Whereas if I exponentiate this you can see that s prime certainly contains things that potentially are repeated twice. As I go further I could have multiple times. Also when I square this term I could potentially get 1 factor from 1, another factor, which is also a loop from the second term, the second in this product of two brackets, which once I multiply them happen to overlap and share something. OK? All right.

So very roughly and hand-wavingly, the thing is that s has loops that avoid each other, don't intersect. Whereas s prime has loops that intersect. So very naively s is sum over, if you like, a gas of non-intersecting loops. Whereas s prime is a sum over gas of what I could call phantom loops. They're kind of like ghosts. They can go through each other. OK? All right.

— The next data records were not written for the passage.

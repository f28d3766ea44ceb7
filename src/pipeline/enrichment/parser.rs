//! Reduce a free-text completion to the single JSON object it carries.
//!
//! Each `{` is tried in order as the start of a JSON value using serde_json's
//! streaming deserializer, which stops at the end of the first complete value
//! and understands braces inside string literals. Starts inside a candidate
//! that was already rejected are not retried, so a truncated or malformed
//! object never yields one of its nested fragments. When no start yields an
//! object, the first `{` through the last `}` is parsed as a last resort.

use serde_json::{Deserializer, Map, Value};

use super::EnrichmentError;
use crate::upstream::excerpt;

/// Longest candidate excerpt carried by `InvalidJson`.
pub const CANDIDATE_EXCERPT_CHARS: usize = 200;

/// Opening braces tried before falling back to the first/last brace span.
const MAX_START_ATTEMPTS: usize = 64;

/// Extract the first well-formed JSON object from `text`.
pub fn extract_json(text: &str) -> Result<Map<String, Value>, EnrichmentError> {
    let Some(first_open) = text.find('{') else {
        return Err(EnrichmentError::NoJsonFound);
    };

    if let Some(object) = first_complete_object(text, first_open) {
        return Ok(object);
    }

    match text.rfind('}') {
        Some(last_close) if last_close > first_open => {
            parse_object(&text[first_open..=last_close])
        }
        // Only closing braces ahead of the first opening one.
        Some(_) => Err(EnrichmentError::NoJsonFound),
        // Opened but never closed: a truncated completion.
        None => parse_object(&text[first_open..]),
    }
}

/// Tokenizer pass: stream-parse one value at each `{` until one is an object.
///
/// A start that runs into end of input ends the pass, and a start that hits a
/// syntax error rules out every `{` before the error position.
fn first_complete_object(text: &str, first_open: usize) -> Option<Map<String, Value>> {
    let mut resume_at = first_open;
    let mut attempts = 0;
    for (start, _) in text.match_indices('{') {
        if start < resume_at {
            continue;
        }
        if attempts == MAX_START_ATTEMPTS {
            break;
        }
        attempts += 1;

        let candidate = &text[start..];
        let mut stream = Deserializer::from_str(candidate).into_iter::<Value>();
        match stream.next() {
            Some(Ok(Value::Object(object))) => return Some(object),
            Some(Err(e)) if e.is_eof() => return None,
            Some(Err(e)) => resume_at = start + error_offset(candidate, &e).max(1),
            _ => resume_at = start + 1,
        }
    }
    None
}

/// Byte offset in `candidate` of the character a parse error points at.
fn error_offset(candidate: &str, err: &serde_json::Error) -> usize {
    if err.line() == 0 {
        return 0;
    }
    let line_start: usize = candidate
        .split_inclusive('\n')
        .take(err.line() - 1)
        .map(str::len)
        .sum();
    (line_start + err.column().saturating_sub(1)).min(candidate.len())
}

fn parse_object(candidate: &str) -> Result<Map<String, Value>, EnrichmentError> {
    match serde_json::from_str::<Value>(candidate) {
        Ok(Value::Object(object)) => Ok(object),
        Ok(other) => Err(EnrichmentError::InvalidJson {
            diagnostic: format!("expected a JSON object, found {}", kind_of(&other)),
            excerpt: excerpt(candidate, CANDIDATE_EXCERPT_CHARS),
        }),
        Err(e) => {
            tracing::debug!(error = %e, "Completion candidate failed to parse");
            Err(EnrichmentError::InvalidJson {
                diagnostic: e.to_string(),
                excerpt: excerpt(candidate, CANDIDATE_EXCERPT_CHARS),
            })
        }
    }
}

fn kind_of(value: &Value) -> &'static str {
    match value {
        Value::Null => "null",
        Value::Bool(_) => "a boolean",
        Value::Number(_) => "a number",
        Value::String(_) => "a string",
        Value::Array(_) => "an array",
        Value::Object(_) => "an object",
    }
}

So that's one of a number of problems. Now in this lecture we are going to ignore this difference between s and s prime and calculate s prime, which therefore we will not be doing the right job. And this is one example of where I'm not doing the right job. And as I go through the calculation you may want to figure out also other places where I don't know correctly reproduce the sum s in order to ultimately be able to make a calculation and see what it comes to.

Now next lecture we will try to correct all of those errors, so you better keep track of all of those errors, make sure that I am doing everything right. Seems good-- all right. So let's go and take a look at this s prime.

So s prime, actually, log of s prime is a sum over graphs that I can draw on the lattice. And since I could exponentiate that, there was no problem in the exponentiation involved over here. Essentially I have to, for calculating the log, just calculate these singly connected loops. And you can see that that will work out fine as far as extensivity is concerned because I could translate each one of these figures of the loops over the lattice and get the factors of n. So this is clearly something that is OK.

Now since I'm already making this mistake of forgetting about the intersections between loops I'm going to make another assumption that is in this sum of single loops. I already include things where the single loop is allowed to intersect itself. For example, I'm going to allow as a single loop entity something that is like this where this particular bond will give a factor of t squared. Clearly I should not include this in the correct sum. But since I'm ignoring intersections among the different groups and I'm making it phantom, let's make it also phantom with respect to itself, allow it to intersect itself [INAUDIBLE]. It's in the same spirit of the mistake that we are going to do.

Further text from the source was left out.